### What is expected
Below are records. Count every line containing the word "creating" and give the number alone.

[Data for processing — start]

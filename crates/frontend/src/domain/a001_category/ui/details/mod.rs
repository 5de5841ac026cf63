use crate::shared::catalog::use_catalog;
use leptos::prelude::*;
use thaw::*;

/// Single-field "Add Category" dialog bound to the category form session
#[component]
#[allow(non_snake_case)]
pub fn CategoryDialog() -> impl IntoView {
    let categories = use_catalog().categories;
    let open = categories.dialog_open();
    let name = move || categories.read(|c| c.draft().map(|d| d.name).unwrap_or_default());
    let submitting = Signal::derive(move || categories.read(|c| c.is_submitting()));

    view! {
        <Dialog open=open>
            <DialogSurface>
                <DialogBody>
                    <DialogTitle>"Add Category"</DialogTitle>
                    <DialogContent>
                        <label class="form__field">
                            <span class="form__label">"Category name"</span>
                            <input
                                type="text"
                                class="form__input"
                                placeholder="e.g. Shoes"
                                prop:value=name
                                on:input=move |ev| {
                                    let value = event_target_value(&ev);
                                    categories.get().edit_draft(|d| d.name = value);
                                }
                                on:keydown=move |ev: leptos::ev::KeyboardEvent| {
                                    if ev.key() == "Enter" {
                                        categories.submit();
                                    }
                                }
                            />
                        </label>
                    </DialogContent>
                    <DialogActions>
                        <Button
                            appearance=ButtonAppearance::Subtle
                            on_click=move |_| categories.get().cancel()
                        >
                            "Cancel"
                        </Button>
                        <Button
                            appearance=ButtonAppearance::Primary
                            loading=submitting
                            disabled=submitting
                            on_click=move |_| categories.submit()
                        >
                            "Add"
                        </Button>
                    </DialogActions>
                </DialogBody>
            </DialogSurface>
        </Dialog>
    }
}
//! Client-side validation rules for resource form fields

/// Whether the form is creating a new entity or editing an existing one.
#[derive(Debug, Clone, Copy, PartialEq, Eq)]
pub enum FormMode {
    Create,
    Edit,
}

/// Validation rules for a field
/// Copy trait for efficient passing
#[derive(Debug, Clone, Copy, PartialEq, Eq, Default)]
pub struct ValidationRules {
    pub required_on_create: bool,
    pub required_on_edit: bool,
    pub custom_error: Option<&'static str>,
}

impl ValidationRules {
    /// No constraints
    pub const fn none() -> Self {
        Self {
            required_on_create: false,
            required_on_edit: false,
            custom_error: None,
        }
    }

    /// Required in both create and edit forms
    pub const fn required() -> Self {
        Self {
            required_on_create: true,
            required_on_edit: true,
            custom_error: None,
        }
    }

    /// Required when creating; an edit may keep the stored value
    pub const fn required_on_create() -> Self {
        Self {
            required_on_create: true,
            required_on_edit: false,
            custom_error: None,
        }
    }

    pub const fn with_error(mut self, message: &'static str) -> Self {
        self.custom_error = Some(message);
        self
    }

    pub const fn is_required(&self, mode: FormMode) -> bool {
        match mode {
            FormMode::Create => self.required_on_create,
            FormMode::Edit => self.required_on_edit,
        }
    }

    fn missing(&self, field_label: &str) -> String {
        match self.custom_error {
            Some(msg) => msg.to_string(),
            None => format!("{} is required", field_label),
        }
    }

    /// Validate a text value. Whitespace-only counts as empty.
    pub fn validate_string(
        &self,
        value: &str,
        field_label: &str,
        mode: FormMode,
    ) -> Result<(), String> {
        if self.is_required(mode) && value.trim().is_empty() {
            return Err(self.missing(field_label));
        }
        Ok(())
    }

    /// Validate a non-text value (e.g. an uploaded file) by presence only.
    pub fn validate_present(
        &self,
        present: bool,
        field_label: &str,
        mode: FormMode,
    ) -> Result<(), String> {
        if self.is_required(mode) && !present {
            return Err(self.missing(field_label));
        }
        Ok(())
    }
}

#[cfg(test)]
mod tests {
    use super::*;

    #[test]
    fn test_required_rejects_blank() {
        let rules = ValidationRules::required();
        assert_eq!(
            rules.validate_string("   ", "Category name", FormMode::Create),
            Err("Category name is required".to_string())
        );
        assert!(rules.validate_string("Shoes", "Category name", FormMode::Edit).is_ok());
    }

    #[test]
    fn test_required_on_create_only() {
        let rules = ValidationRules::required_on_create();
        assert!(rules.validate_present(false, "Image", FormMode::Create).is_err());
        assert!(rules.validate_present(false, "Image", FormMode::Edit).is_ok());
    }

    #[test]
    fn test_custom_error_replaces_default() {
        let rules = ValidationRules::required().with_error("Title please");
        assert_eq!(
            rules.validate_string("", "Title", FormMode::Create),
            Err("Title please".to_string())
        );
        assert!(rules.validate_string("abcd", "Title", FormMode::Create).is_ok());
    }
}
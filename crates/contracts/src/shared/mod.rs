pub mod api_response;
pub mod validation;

[Data for processing — finish]

### Response to this exercise
2